A year ago, I wrote a post announcing that I wanted to make 2015 The Year of Writing about Asexuality for Muslims. Over the course of the following nine months, I wrote ten essays for Muslim sites about asexuality, as well as four essays about the intersection of asexuality, Muslimness, and accessibility, with a focus on my experiences at the mosque (see list here).
At the end of November 2015, the site I had primarily been writing for, Love InshAllah, shut down indefinitely. I had had some luck writing for other Muslim sites, but usually not directly about asexuality (hence the focus on my mosque experiences in the other essays), so the loss of Love InshAllah was a major blow to my writing plans.
Several other events around the same time also impacted me, including another Muslim site leaving one of my submissions ignored in their slush pile, some private blogging drama, and dealing with misogyny at my mosque. I was exhausted from several months of juggling a full time job, two volunteer positions, an intensive Arabic class, and all this writing, and so I decided to take a hiatus during December.
As the intended one-month hiatus from writing turned into two months and then three, I realized that it wasn’t just writing on top of everything else that had exhausted me, it was writing itself. Writing about asexuality for Muslims had been rewarding in many ways, but it had also burned me out.
One definition of burnout is putting more emotional energy into an activity or cause than you get back. Many of the essays I wrote were deeply personal, in some cases things I had never talked about publicly before or experiences that had been wounding to me. I’m someone that tends to keep things to myself and putting myself out there like that was often a struggle.
I started writing about asexuality and Islam because there wasn’t really anything else out there on the subject. I hoped that by writing publicly about my experiences, I could carve out an asexual Muslim space where others might join me. I have received a number of comments, both privately and publicly, from other asexual Muslims and that means a lot. But there’s still no asexual Muslim community of any kind, just ships passing in the night every few months.

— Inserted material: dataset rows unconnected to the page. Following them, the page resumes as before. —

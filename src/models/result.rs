//! 生成结果
//!
//! 每次生成调用新建一个结果，只保存在会话状态中，会话重置或重新生成时丢弃。

use serde::{Deserialize, Serialize};
use std::fmt;

/// 工具类型
#[derive(Debug, Clone, Copy, Serialize, Deserialize, PartialEq, Eq, Hash)]
#[serde(rename_all = "camelCase")]
pub enum ToolKind {
    Video,
    Avatar,
    Post,
    Message,
    ImagePrompt,
    Caption,
    Thumbnail,
    Script,
}

impl ToolKind {
    pub fn as_str(&self) -> &'static str {
        match self {
            ToolKind::Video => "video",
            ToolKind::Avatar => "avatar",
            ToolKind::Post => "post",
            ToolKind::Message => "message",
            ToolKind::ImagePrompt => "imagePrompt",
            ToolKind::Caption => "caption",
            ToolKind::Thumbnail => "thumbnail",
            ToolKind::Script => "script",
        }
    }
}

impl fmt::Display for ToolKind {
    fn fmt(&self, f: &mut fmt::Formatter<'_>) -> fmt::Result {
        f.write_str(self.as_str())
    }
}

impl TryFrom<&str> for ToolKind {
    type Error = String;

    fn try_from(s: &str) -> Result<Self, Self::Error> {
        match s.to_lowercase().as_str() {
            "video" => Ok(ToolKind::Video),
            "avatar" => Ok(ToolKind::Avatar),
            "post" => Ok(ToolKind::Post),
            "message" => Ok(ToolKind::Message),
            "imageprompt" | "image-prompt" | "image_prompt" => Ok(ToolKind::ImagePrompt),
            "caption" => Ok(ToolKind::Caption),
            "thumbnail" => Ok(ToolKind::Thumbnail),
            "script" => Ok(ToolKind::Script),
            _ => Err(format!("Unknown tool: {}", s)),
        }
    }
}

/// 纯文本结果（帖子、消息、图像提示词）
#[derive(Debug, Clone, Serialize, Deserialize, PartialEq)]
pub struct TextResult {
    pub text: String,
}

/// 图像结果（后端文字转图像）
#[derive(Debug, Clone, Serialize, Deserialize, PartialEq)]
#[serde(rename_all = "camelCase")]
pub struct ImageResult {
    pub image_url: String,
    pub title: String,
    pub description: String,
}

/// 视频结果
///
/// `no_match` 为真时不是错误，而是提示用户换用目录关键词。
#[derive(Debug, Clone, Serialize, Deserialize, PartialEq)]
#[serde(rename_all = "camelCase")]
pub struct VideoResult {
    pub video_url: Option<String>,
    pub thumbnail: Option<String>,
    pub title: String,
    pub description: String,
    pub prompt_caption: String,
    pub no_match: bool,
}

/// 头像结果
#[derive(Debug, Clone, Serialize, Deserialize, PartialEq)]
pub struct AvatarResult {
    pub image: String,
    pub style: String,
}

/// 配文结果
#[derive(Debug, Clone, Serialize, Deserialize, PartialEq)]
pub struct CaptionResult {
    pub caption: String,
    pub hashtags: Vec<String>,
    pub tone: String,
}

/// 视频脚本结果
#[derive(Debug, Clone, Serialize, Deserialize, PartialEq, Default)]
pub struct ScriptResult {
    pub intro: String,
    pub body: String,
    pub outro: String,
    pub topic: String,
}

/// 缩略图结果
#[derive(Debug, Clone, Serialize, Deserialize, PartialEq)]
#[serde(rename_all = "camelCase")]
pub struct ThumbnailResult {
    pub image: String,
    pub title: String,
    pub description: String,
    pub thumbnail_text: String,
    pub hook: String,
    pub style: String,
}

/// 生成结果（按工具类型区分）
#[derive(Debug, Clone, Serialize, Deserialize, PartialEq)]
#[serde(tag = "kind", rename_all = "camelCase")]
pub enum GenerationResult {
    Text(TextResult),
    Image(ImageResult),
    Video(VideoResult),
    Avatar(AvatarResult),
    Caption(CaptionResult),
    Script(ScriptResult),
    Thumbnail(ThumbnailResult),
}

/// 逐步输出中的部分内容
#[derive(Debug, Clone, Serialize, Deserialize, PartialEq)]
#[serde(tag = "kind", content = "value", rename_all = "camelCase")]
pub enum Partial {
    Text(String),
    Script(ScriptResult),
}

/// 进度通知
///
/// 单次生成内按时间顺序递增发送，最终结果总在所有通知之后交付。
#[derive(Debug, Clone, Serialize, Deserialize, PartialEq)]
pub struct Progress {
    /// 0-100
    pub percent: u8,
    pub partial: Option<Partial>,
}

impl Progress {
    pub fn percent(percent: u8) -> Self {
        Self {
            percent: percent.min(100),
            partial: None,
        }
    }

    pub fn text(percent: u8, text: impl Into<String>) -> Self {
        Self {
            percent: percent.min(100),
            partial: Some(Partial::Text(text.into())),
        }
    }

    pub fn script(percent: u8, script: ScriptResult) -> Self {
        Self {
            percent: percent.min(100),
            partial: Some(Partial::Script(script)),
        }
    }
}

/// 进度回调
pub type ProgressCallback<'a> = &'a (dyn Fn(Progress) + Send + Sync);

#[cfg(test)]
mod tests {
    use super::*;

    #[test]
    fn test_tool_kind_parse() {
        assert_eq!(ToolKind::try_from("post"), Ok(ToolKind::Post));
        assert_eq!(ToolKind::try_from("imagePrompt"), Ok(ToolKind::ImagePrompt));
        assert_eq!(ToolKind::try_from("image-prompt"), Ok(ToolKind::ImagePrompt));
        assert!(ToolKind::try_from("wordCounter").is_err());
    }

    #[test]
    fn test_video_result_serializes_camel_case() {
        let result = GenerationResult::Video(VideoResult {
            video_url: None,
            thumbnail: None,
            title: "No Matching Video Found".into(),
            description: String::new(),
            prompt_caption: "Topic".into(),
            no_match: true,
        });
        let json = serde_json::to_value(&result).unwrap();
        assert_eq!(json["kind"], "video");
        assert_eq!(json["noMatch"], true);
        assert!(json["videoUrl"].is_null());
    }

    #[test]
    fn test_progress_clamps_percent() {
        assert_eq!(Progress::percent(150).percent, 100);
    }
}
use axum::{
    Json,
    extract::{Path, State},
    response::IntoResponse,
};

use crate::{
    api::{app_state::AppState, dto::generation_dto::AssetListResponse},
    error::AppError,
};

pub async fn list_assets(State(state): State<AppState>) -> impl IntoResponse {
    let assets = state.assets.list_assets();
    Json(AssetListResponse {
        total: assets.len(),
        assets,
    })
}

pub async fn get_asset(
    State(state): State<AppState>,
    Path(key): Path<String>,
) -> Result<impl IntoResponse, AppError> {
    state
        .assets
        .get_asset(&key)
        .map(Json)
        .ok_or_else(|| AppError::NotFound(format!("Asset not found: {}", key)))
}
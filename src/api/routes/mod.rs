//! Routes 模块
//!
//! 定义 API 路由。

pub mod asset_routes;
pub mod generation_routes;
pub mod session_routes;
//! Generation Routes
//!
//! 定义直接生成和后端辅助生成的 API 路由。

use crate::api::handlers::generation_handler::*;
use axum::{Router, routing::post};

use crate::api::app_state::AppState;

/// 创建生成路由器
pub fn create_generation_router() -> Router<AppState> {
    Router::new()
        .route("/generate/:tool", post(generate))
        .route("/generate-ai/video", post(generate_video_ai))
        .route("/generate-ai/text-image", post(generate_text_image))
}
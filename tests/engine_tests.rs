//! 引擎集成测试
//!
//! 覆盖匹配、检测、主题提取、逐步输出和各生成器的端到端行为。

use std::sync::Arc;

use parking_lot::Mutex;
use rstest::rstest;
use tokio_util::sync::CancellationToken;
use toolhub::config::GenerationConfig;
use toolhub::engine::{
    ContentGenerator, Pacing, PostTone, SequenceRandom, detect_category, detect_tone,
    emit_progressively, extract_topic, find_best_match, pick_seeded,
};
use toolhub::error::AppError;
use toolhub::models::catalog::{MatchableRecord, NO_MATCH_VIDEO_TITLE};
use toolhub::models::category::Category;
use toolhub::models::result::{Progress, ToolKind};

struct Record {
    name: &'static str,
    keywords: Vec<&'static str>,
}

impl MatchableRecord for Record {
    type Keyword = &'static str;

    fn keywords(&self) -> &[&'static str] {
        &self.keywords
    }
}

fn record(name: &'static str, keywords: &[&'static str]) -> Record {
    Record {
        name,
        keywords: keywords.to_vec(),
    }
}

fn test_generator() -> ContentGenerator {
    ContentGenerator::new(GenerationConfig::instant())
        .with_random(Arc::new(SequenceRandom::constant(0.0)))
}

#[rstest]
#[case("", &["a", "b", "c"])]
#[case("tech startup", &["one", "two"])]
#[case("日本語の入力", &["x", "y", "z", "w"])]
fn test_seeded_pick_is_stable(#[case] seed: &str, #[case] options: &[&str]) {
    assert_eq!(pick_seeded(options, seed), pick_seeded(options, seed));
}

#[rstest]
#[case("")]
#[case("   ")]
#[case("start a business")]
#[case("!!! ??? ...")]
fn test_best_match_never_panics(#[case] query: &str) {
    let records = vec![
        record("art", &["art"]),
        record("business", &["business"]),
    ];
    let empty: Vec<Record> = Vec::new();

    if let Some(found) = find_best_match(&records, query) {
        assert!(records.iter().any(|r| r.name == found.name));
    }
    assert!(find_best_match(&empty, query).is_none());
}

#[test]
fn test_word_match_outranks_substring_match() {
    let records = vec![
        record("art", &["art"]),
        record("business", &["business"]),
    ];

    let found = find_best_match(&records, "start a business").unwrap();
    assert_eq!(found.name, "business");
}

#[test]
fn test_no_overlap_returns_none() {
    let records = vec![record("foo", &["foo"])];
    assert!(find_best_match(&records, "completely unrelated text").is_none());
}

#[rstest]
#[case("")]
#[case("xyzzy plugh")]
fn test_category_falls_back_to_default(#[case] input: &str) {
    assert_eq!(detect_category(input), Category::Default);
}

#[test]
fn test_topic_strips_instruction_and_filler() {
    let topic = extract_topic("Write a post about team leadership");

    assert!(!topic.is_empty());
    assert!(topic.chars().next().unwrap().is_uppercase());
    assert!(!topic.contains("Write"));
    assert!(!topic.split_whitespace().any(|word| word == "about"));
}

#[tokio::test]
async fn test_emission_yields_every_prefix_in_order() {
    let seen = Mutex::new(Vec::new());
    let random = SequenceRandom::constant(0.0);
    let cancel = CancellationToken::new();

    emit_progressively("a b c", Pacing::new(0, 0), &random, &cancel, |partial, _| {
        seen.lock().push(partial.to_string())
    })
    .await
    .unwrap();

    assert_eq!(seen.into_inner(), vec!["a", "a b", "a b c"]);
}

#[tokio::test]
async fn test_motivational_post_end_to_end() {
    let input = "Write a motivational LinkedIn post about resilience";
    assert_eq!(detect_tone(input), PostTone::Motivational);

    let percents = Mutex::new(Vec::new());
    let on_progress = |progress: Progress| percents.lock().push(progress.percent);
    let cancel = CancellationToken::new();

    let text = test_generator()
        .generate_post(input, Some(&on_progress), &cancel)
        .await
        .unwrap();

    assert!(text.to_lowercase().contains("resilience"));
    assert!(text.contains('#'));
    assert_eq!(percents.into_inner().last(), Some(&100));
}

#[tokio::test]
async fn test_video_without_match_reports_no_match() {
    let cancel = CancellationToken::new();
    let result = test_generator()
        .generate_video("qwertyuiop asdfghjkl", None, &cancel)
        .await
        .unwrap();

    assert!(result.no_match);
    assert!(result.video_url.is_none());
    assert_eq!(result.title, NO_MATCH_VIDEO_TITLE);
}

#[tokio::test]
async fn test_business_caption_is_professional() {
    let cancel = CancellationToken::new();
    let result = test_generator()
        .generate_caption("business marketing strategy", None, &cancel)
        .await
        .unwrap();

    assert_eq!(result.tone, "Professional");
    assert!(!result.hashtags.is_empty());
}

#[rstest]
#[case(ToolKind::Video, "")]
#[case(ToolKind::Avatar, "   ")]
#[case(ToolKind::Post, "")]
#[case(ToolKind::Message, "  ")]
#[case(ToolKind::ImagePrompt, "")]
#[case(ToolKind::Caption, "\t")]
#[case(ToolKind::Thumbnail, "")]
#[case(ToolKind::Script, "   ")]
#[tokio::test]
async fn test_blank_input_is_rejected_without_progress(#[case] tool: ToolKind, #[case] input: &str) {
    let calls = Mutex::new(0usize);
    let on_progress = |_: Progress| *calls.lock() += 1;
    let cancel = CancellationToken::new();

    let outcome = test_generator()
        .generate(tool, input, Some(&on_progress), &cancel)
        .await;

    assert!(matches!(outcome, Err(AppError::Validation(_))));
    assert_eq!(calls.into_inner(), 0);
}
use crate::config::GenerationConfig;
use crate::engine::detection::{
    detect_caption_tone, detect_category, detect_image_prompt_style, detect_message_type,
    detect_script_style, detect_tone,
};
use crate::engine::emitter::{Pacing, emit_percent_steps, emit_progressively, sleep_or_cancel};
use crate::engine::matcher::find_best_match;
use crate::engine::picker::{RandomSource, default_random, pick_random, pick_seeded};
use crate::engine::templates::{
    TextTemplate, caption_templates, image_prompt_templates, message_templates, post_templates,
    script_templates, thumbnail_hooks, thumbnail_styles,
};
use crate::engine::topic::{extract_topic, extract_url_context, is_url};
use crate::error::{AppError, Result};
use crate::models::catalog::{
    AVATAR_CATALOG, NO_MATCH_VIDEO_DESCRIPTION, NO_MATCH_VIDEO_TITLE, THUMBNAIL_CATALOG,
    VIDEO_CATALOG,
};
use crate::models::result::{
    AvatarResult, CaptionResult, GenerationResult, ImageResult, Progress, ProgressCallback,
    ScriptResult, TextResult, ThumbnailResult, ToolKind, VideoResult,
};
use crate::services::backend::{
    BackendActor, TextImagePrompt, UnavailableBackend, VideoPrompt, classify_backend_error,
};

const THUMBNAIL_EMPTY_PROMPT: &str = "Please enter a topic or URL to generate a thumbnail.";
const THUMBNAIL_TEXT_WORDS: usize = 5;

/// 内容生成器
///
/// 模板和目录是进程级只读数据，生成器本身无可变状态，可在任务间共享。
pub struct ContentGenerator {
    config: GenerationConfig,
    random: Arc<dyn RandomSource>,
    backend: Arc<dyn BackendActor>,
}
//! 关键词打分与最佳匹配

use regex::Regex;

use crate::models::catalog::MatchableRecord;

/// 整词命中得分
pub const WORD_MATCH_SCORE: u32 = 10;
/// 仅子串命中得分
pub const SUBSTRING_MATCH_SCORE: u32 = 5;

/// 计算单条记录对查询的得分
///
/// 每个关键词：整词命中（词边界）加 10 分，否则子串命中加 5 分。
pub fn score_record<R: MatchableRecord>(record: &R, query_lower: &str) -> u32 {
    record
        .keywords()
        .iter()
        .map(|keyword| score_keyword(keyword.as_ref(), query_lower))
        .sum()
}

fn score_keyword(keyword: &str, query_lower: &str) -> u32 {
    let keyword_lower = keyword.to_lowercase();
    if keyword_lower.is_empty() {
        return 0;
    }

    if !query_lower.contains(&keyword_lower) {
        return 0;
    }

    let pattern = format!(r"\b{}\b", regex::escape(&keyword_lower));
    match Regex::new(&pattern) {
        Ok(re) if re.is_match(query_lower) => WORD_MATCH_SCORE,
        _ => SUBSTRING_MATCH_SCORE,
    }
}

/// 在记录列表中查找得分最高的记录
///
/// 最高分为 0（没有任何关键词命中）时返回 `None`；
/// 同分时保留输入顺序中靠前的记录。
pub fn find_best_match<'a, R: MatchableRecord>(records: &'a [R], query: &str) -> Option<&'a R> {
    let query_lower = query.to_lowercase();

    let mut best: Option<(&R, u32)> = None;
    for record in records {
        let score = score_record(record, &query_lower);
        match best {
            Some((_, best_score)) if best_score >= score => {}
            _ => best = Some((record, score)),
        }
    }

    best.filter(|(_, score)| *score > 0).map(|(record, _)| record)
}

#[cfg(test)]
mod tests {
    use super::*;

    struct Fixture {
        name: &'static str,
        keywords: Vec<String>,
    }

    impl Fixture {
        fn new(name: &'static str, keywords: &[&str]) -> Self {
            Self {
                name,
                keywords: keywords.iter().map(|k| k.to_string()).collect(),
            }
        }
    }

    impl MatchableRecord for Fixture {
        type Keyword = String;

        fn keywords(&self) -> &[String] {
            &self.keywords
        }
    }

    #[test]
    fn test_word_match_outranks_substring() {
        let records = vec![
            Fixture::new("art", &["art"]),
            Fixture::new("business", &["business"]),
        ];
        let best = find_best_match(&records, "start a business").unwrap();
        assert_eq!(best.name, "business");
    }

    #[test]
    fn test_scores() {
        let record = Fixture::new("r", &["art", "design", "music"]);
        assert_eq!(score_record(&record, "art and design"), 20);
        assert_eq!(score_record(&record, "restart"), 5);
        assert_eq!(score_record(&record, "nothing here"), 0);
    }

    #[test]
    fn test_no_overlap_returns_none() {
        let records = vec![Fixture::new("foo", &["foo"])];
        assert!(find_best_match(&records, "completely unrelated text").is_none());
    }

    #[test]
    fn test_empty_catalog_returns_none() {
        let records: Vec<Fixture> = Vec::new();
        assert!(find_best_match(&records, "anything").is_none());
    }

    #[test]
    fn test_ties_keep_first_record() {
        let records = vec![
            Fixture::new("first", &["team"]),
            Fixture::new("second", &["team"]),
        ];
        assert_eq!(find_best_match(&records, "team").unwrap().name, "first");
    }

    #[test]
    fn test_matching_is_case_insensitive() {
        let records = vec![Fixture::new("yoga", &["Yoga"])];
        assert_eq!(find_best_match(&records, "MORNING YOGA").unwrap().name, "yoga");
    }

    #[test]
    fn test_keywords_with_regex_metacharacters() {
        let records = vec![Fixture::new("cpp", &["c++"])];
        assert!(find_best_match(&records, "learning c++ today").is_some());
    }
}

And knowing that if I wanted to read anything about the intersection of asexuality and Islam, I pretty much had to write it myself ended up putting a lot of pressure on me.
There was also the reaction from non-asexual Muslims. Or perhaps I should say non-reaction. For the most part, I didn’t receive too much negativity from people, and I’m grateful for that. However, I began to notice a pattern after awhile that few people seemed to relate to my experiences in any real way. I was just a curiosity to them, worth a “Thanks for teaching me about this” but no deeper engagement. Discussions that I hoped to contribute to continued on as if I didn’t exist.
I realize that community building and visibility work are long-term processes. But I underestimated how much it would take out of me and I overestimated how much I would get back from it. Hence the burnout.
I’ve taken the extra two months to think about how I can continue writing in a way that’s more sustainable. To reset my expectations to be more realistic.
For most of my life, asexuality has been an experience of isolation and alienation for me. Running into the limits of how much I can change that was a tough experience. I still hope that by plugging away at it, slowly and gradually, I’ll eventually get somewhere.